Battaglia Demolition & Trucking plans to build a 10,000-square-foot recycling facility that will process wood, cardboard, metal and masonry products from local construction projects. It was recently awarded a $130,300 tax-incentive package from the Erie County Industrial Development Agency. Up to 14 trucks a day are expected to visit the facility when it becomes operational next year, according to President Peter J. Battaglia.

Currently, the site can be accessed only via Scathchard Street, a tiny street off Peabody. Residents have been waging an aggressive campaign to keep trucks off Peabody, contending that it is too narrow. Norman Weaver, who has lived on Peabody for 13 years, said there were major disruptions as dump trucks entered and exited the site during the earlier cleanup phase.

"We had to actually run into the living room to catch knicknacks so they wouldn't fall off shelves," Weaver said. "We also have at least 25 or 30 kids who constantly play on Peabody. Now we're going to have these big rigs going up and down our street."

Weaver said more than 320 neighborhood residents have signed a petition in opposition to the truck traffic. Several residents were upset that a development agency staff member told the agency's board last week that "neighbors are very happy" about the project.

"It's not true," said Robert Gogel, president of the Seneca-Babcock Block Club. "Residents might be excited that they're cleaning up this lot, but they're not excited about the thought of heavy trucks traveling up Peabody Street, hauling all this debris."

Dawn Caldarelli, who lives two blocks from the site, said the neighborhood has already been "assaulted" by foul odors and other problems associated with several industrial entities. Caldarelli, who sits on the Seneca-Babcock Environmental Subcommittee, said past problems involving PVS Chemical Solutions, Buffalo Color Corp. and other companies have caused anxiety in the community.

"We have no problem with a recyling facility, but our neighborhood can't handle another assault," she said.

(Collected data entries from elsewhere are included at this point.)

#[cfg(test)]
mod test {
    use super::*;
    use crate::{nanometer, positioning::PositioningDirectives};
    use assert_matches::assert_matches;
    use nalgebra::Point2;
    use num::Complex;
    use std::cell::RefCell;
    use uom::si::angle::radian;

    fn element(name: &str, kind: ElementKind) -> BeamlineElement {
        BeamlineElement::new(name, kind, PositioningDirectives::default()).unwrap()
    }
    fn test_field(amplitude: f64) -> ComputationResult {
        ComputationResult::new(
            nanometer!(632.8),
            vec![0.0, 1.0],
            vec![Complex::new(amplitude, 0.0), Complex::new(0.0, amplitude)],
        )
        .unwrap()
    }
    /// engine stub which doubles the incoming field and records the evaluated element names
    struct DoublingEngine {
        calls: RefCell<Vec<String>>,
    }
    impl DoublingEngine {
        fn new() -> Self {
            Self {
                calls: RefCell::new(Vec::new()),
            }
        }
    }
    impl FieldEngine for DoublingEngine {
        fn eval_field(
            &self,
            element: &BeamlineElement,
            incoming: Option<&ComputationResult>,
            _parallelism: usize,
        ) -> BpResult<ComputationResult> {
            self.calls.borrow_mut().push(element.name().to_string());
            let incoming = incoming.cloned().unwrap_or_else(|| test_field(1.0));
            ComputationResult::new(
                incoming.wavelength(),
                incoming.abscissas().to_vec(),
                incoming.field().iter().map(|f| *f * 2.0).collect(),
            )
        }
    }

    #[test]
    fn append_and_get() {
        let mut beamline = Beamline::new();
        assert!(beamline.is_empty());
        beamline.append(element("s1", ElementKind::Source)).unwrap();
        beamline.append(element("m1", ElementKind::Mirror)).unwrap();
        assert_eq!(beamline.len(), 2);
        assert_eq!(beamline.get(0).unwrap().name(), "s1");
        assert_eq!(beamline.get(1).unwrap().name(), "m1");
        assert_eq!(beamline.get(-1).unwrap().name(), "m1");
        assert_eq!(beamline.get(-2).unwrap().name(), "s1");
    }
    #[test]
    fn get_out_of_range() {
        let mut beamline = Beamline::new();
        assert_matches!(beamline.get(0), Err(BeampropError::InvalidRequest(_)));
        beamline.append(element("s1", ElementKind::Source)).unwrap();
        assert_matches!(beamline.get(1), Err(BeampropError::InvalidRequest(_)));
        assert_matches!(beamline.get(-2), Err(BeampropError::InvalidRequest(_)));
    }
    #[test]
    fn append_duplicate_name() {
        let mut beamline = Beamline::new();
        beamline.append(element("s1", ElementKind::Source)).unwrap();
        assert_matches!(
            beamline.append(element("s1", ElementKind::Mirror)),
            Err(BeampropError::InvalidRequest(_))
        );
    }
    #[test]
    fn insert_before_on_empty_chain() {
        let mut beamline = Beamline::new();
        beamline.insert_before(0, element("a", ElementKind::Mirror)).unwrap();
        beamline.insert_before(0, element("b", ElementKind::Mirror)).unwrap();
        assert_eq!(beamline.get(0).unwrap().name(), "b");
        assert_eq!(beamline.get(-1).unwrap().name(), "a");
    }
    #[test]
    fn insert_after_negative_anchor() {
        let mut beamline = Beamline::new();
        beamline.append(element("s1", ElementKind::Source)).unwrap();
        beamline.append(element("m1", ElementKind::Mirror)).unwrap();
        beamline
            .insert_after(-1, element("d1", ElementKind::Detector))
            .unwrap();
        beamline
            .insert_before(-1, element("m2", ElementKind::Mirror))
            .unwrap();
        let names = (0..4)
            .map(|i| beamline.get(i).unwrap().name().to_string())
            .collect::<Vec<_>>();
        assert_eq!(names, vec!["s1", "m1", "m2", "d1"]);
    }
    #[test]
    fn insert_bad_anchor() {
        let mut beamline = Beamline::new();
        assert_matches!(
            beamline.insert_before(1, element("a", ElementKind::Mirror)),
            Err(BeampropError::InvalidRequest(_))
        );
    }
    #[test]
    fn parent_of() {
        let mut beamline = Beamline::new();
        beamline.append(element("s1", ElementKind::Source)).unwrap();
        beamline.append(element("m1", ElementKind::Mirror)).unwrap();
        assert!(beamline.parent_of(0).unwrap().is_none());
        assert_eq!(beamline.parent_of(1).unwrap().unwrap().name(), "s1");
        assert_eq!(beamline.parent_of(-1).unwrap().unwrap().name(), "s1");
        assert!(beamline.parent_of(2).is_err());
    }
    #[test]
    fn recompute_positions_clears_staleness() {
        let mut beamline = Beamline::new();
        assert!(!beamline.positions_stale());
        beamline.append(element("s1", ElementKind::Source)).unwrap();
        assert!(beamline.positions_stale());
        beamline.recompute_positions();
        assert!(!beamline.positions_stale());
        beamline
            .insert_after(0, element("m1", ElementKind::Mirror))
            .unwrap();
        assert!(beamline.positions_stale());
    }
    #[test]
    fn recompute_positions_chains_upstream_offsets() {
        let mut beamline = Beamline::new();
        beamline
            .append(
                BeamlineElement::new(
                    "s1",
                    ElementKind::Source,
                    PositioningDirectives::absolute(Point2::new(1.0, 0.0), crate::degree!(0.0)),
                )
                .unwrap(),
            )
            .unwrap();
        beamline
            .append(
                BeamlineElement::new(
                    "m1",
                    ElementKind::Mirror,
                    PositioningDirectives::upstream(Point2::new(2.0, 0.0), crate::degree!(0.0)),
                )
                .unwrap(),
            )
            .unwrap();
        beamline.recompute_positions();
        let placement = beamline.get(1).unwrap().placement().unwrap().clone();
        assert_eq!(placement.centre(), Point2::new(3.0, 0.0));
        assert_eq!(placement.rotation().get::<radian>(), 0.0);
    }
    #[test]
    fn set_parallelism() {
        let mut beamline = Beamline::new();
        assert_eq!(beamline.parallelism(), 1);
        beamline.set_parallelism(4).unwrap();
        assert_eq!(beamline.parallelism(), 4);
        assert_matches!(
            beamline.set_parallelism(0),
            Err(BeampropError::InvalidRequest(_))
        );
    }
    #[test]
    fn compute_fields_whole_chain() {
        let mut beamline = Beamline::new();
        beamline.append(element("s1", ElementKind::Source)).unwrap();
        beamline.append(element("m1", ElementKind::Mirror)).unwrap();
        let engine = DoublingEngine::new();
        beamline.compute_fields(&engine, 0, -1).unwrap();
        assert_eq!(*engine.calls.borrow(), vec!["s1", "m1"]);
        let terminal = beamline.get(-1).unwrap().computation_result().unwrap();
        assert_eq!(terminal.field()[0], Complex::new(4.0, 0.0));
    }
    #[test]
    fn compute_fields_stamps_parallelism_hint() {
        let mut beamline = Beamline::new();
        let dummy = BeamlineElement::fixed_field(
            "dummy",
            test_field(1.0),
            &crate::element::ComputationSettings::default(),
        );
        beamline.append(dummy).unwrap();
        beamline.append(element("m1", ElementKind::Mirror)).unwrap();
        beamline.set_parallelism(3).unwrap();
        let engine = DoublingEngine::new();
        beamline.compute_fields(&engine, 0, -1).unwrap();
        // evaluated elements carry the chain hint, skipped fixed-field elements keep their own
        assert_eq!(beamline.get(1).unwrap().settings().n_pools(), 3);
        assert_eq!(beamline.get(0).unwrap().settings().n_pools(), 1);
    }
    #[test]
    fn compute_fields_reuses_start_result() {
        let mut beamline = Beamline::new();
        let mut seeded = element("m1", ElementKind::Mirror);
        seeded.set_computation_result(test_field(1.0));
        beamline.append(seeded).unwrap();
        beamline.append(element("m2", ElementKind::Mirror)).unwrap();
        let engine = DoublingEngine::new();
        beamline.compute_fields(&engine, 0, 1).unwrap();
        // the seeded start element is the boundary condition and must not be recomputed
        assert_eq!(*engine.calls.borrow(), vec!["m2"]);
        let start = beamline.get(0).unwrap().computation_result().unwrap();
        assert_eq!(start.field()[0], Complex::new(1.0, 0.0));
    }
    #[test]
    fn compute_fields_fixed_field_answers_stored_result() {
        let mut beamline = Beamline::new();
        let dummy = BeamlineElement::fixed_field(
            "dummy",
            test_field(3.0),
            &crate::element::ComputationSettings::default(),
        );
        beamline.append(dummy).unwrap();
        beamline.append(element("m1", ElementKind::Mirror)).unwrap();
        let engine = DoublingEngine::new();
        beamline.compute_fields(&engine, 0, 1).unwrap();
        assert_eq!(*engine.calls.borrow(), vec!["m1"]);
        let terminal = beamline.get(1).unwrap().computation_result().unwrap();
        assert_eq!(terminal.field()[0], Complex::new(6.0, 0.0));
    }
    #[test]
    fn compute_fields_missing_upstream_field() {
        let mut beamline = Beamline::new();
        beamline.append(element("m1", ElementKind::Mirror)).unwrap();
        let engine = DoublingEngine::new();
        assert_matches!(
            beamline.compute_fields(&engine, 0, 0),
            Err(BeampropError::ComputationImpossible(_))
        );
    }
    #[test]
    fn compute_fields_bad_range() {
        let mut beamline = Beamline::new();
        beamline.append(element("s1", ElementKind::Source)).unwrap();
        beamline.append(element("m1", ElementKind::Mirror)).unwrap();
        let engine = DoublingEngine::new();
        assert_matches!(
            beamline.compute_fields(&engine, 1, 0),
            Err(BeampropError::InvalidRequest(_))
        );
        assert_matches!(
            beamline.compute_fields(&engine, 0, 2),
            Err(BeampropError::InvalidRequest(_))
        );
    }
}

Battaglia said many residents are "misinformed" about his company's plans.

"A lot worse things could happen on that site," he said. "You could see a chemical plant come in there."

Battaglia noted that his company is transforming vacant land into a new business that will employ five people and generate additional tax revenues.

"These are the same people who want better schools and all their potholes filled," Battaglia said. "New businesses generate more money for things like teachers' salaries and road repairs."

A nationally recognized expert on the development of vacant industrial sites known as brownfields said it is not unusual to see disputes of this nature.

"Business interests and community interests often collide, certainly at a project's outset," said Charles Bartsch, director of brownfields-financing studies at the Northeast Midwest Institute, a research group based in Washington, D.C. "It's often possible to work through these differences. How the problems are resolved can be key to a project's success."

Bartsch said planners in some communities have dealt with neighborhood concerns by plotting alternative truck routes and even giving residents input in setting shipment schedules.

Peter K. Cutler, a spokesman for Mayor Anthony M. Masiello, said city officials are trying to work with neighborhood residents. Cutler said a meeting is expected to be held within a week.

"We're sensitive to the concerns of residents, and we're going to try to resolve this in a way that takes into account all factors," Cutler said.

Common Council Member Richard A. Fontana of the Lovejoy District said that he supports the project but that he wants to see an alternative plan for getting trucks on and off the site.

Fontana said one option involves the acquisition of additional property that would permit access on Seneca Street. He said the city Planning Board recently approved Battaglia's site plans.

"I'm not against the project," Fontana said, "but we can't have these huge trucks going up this very narrow street."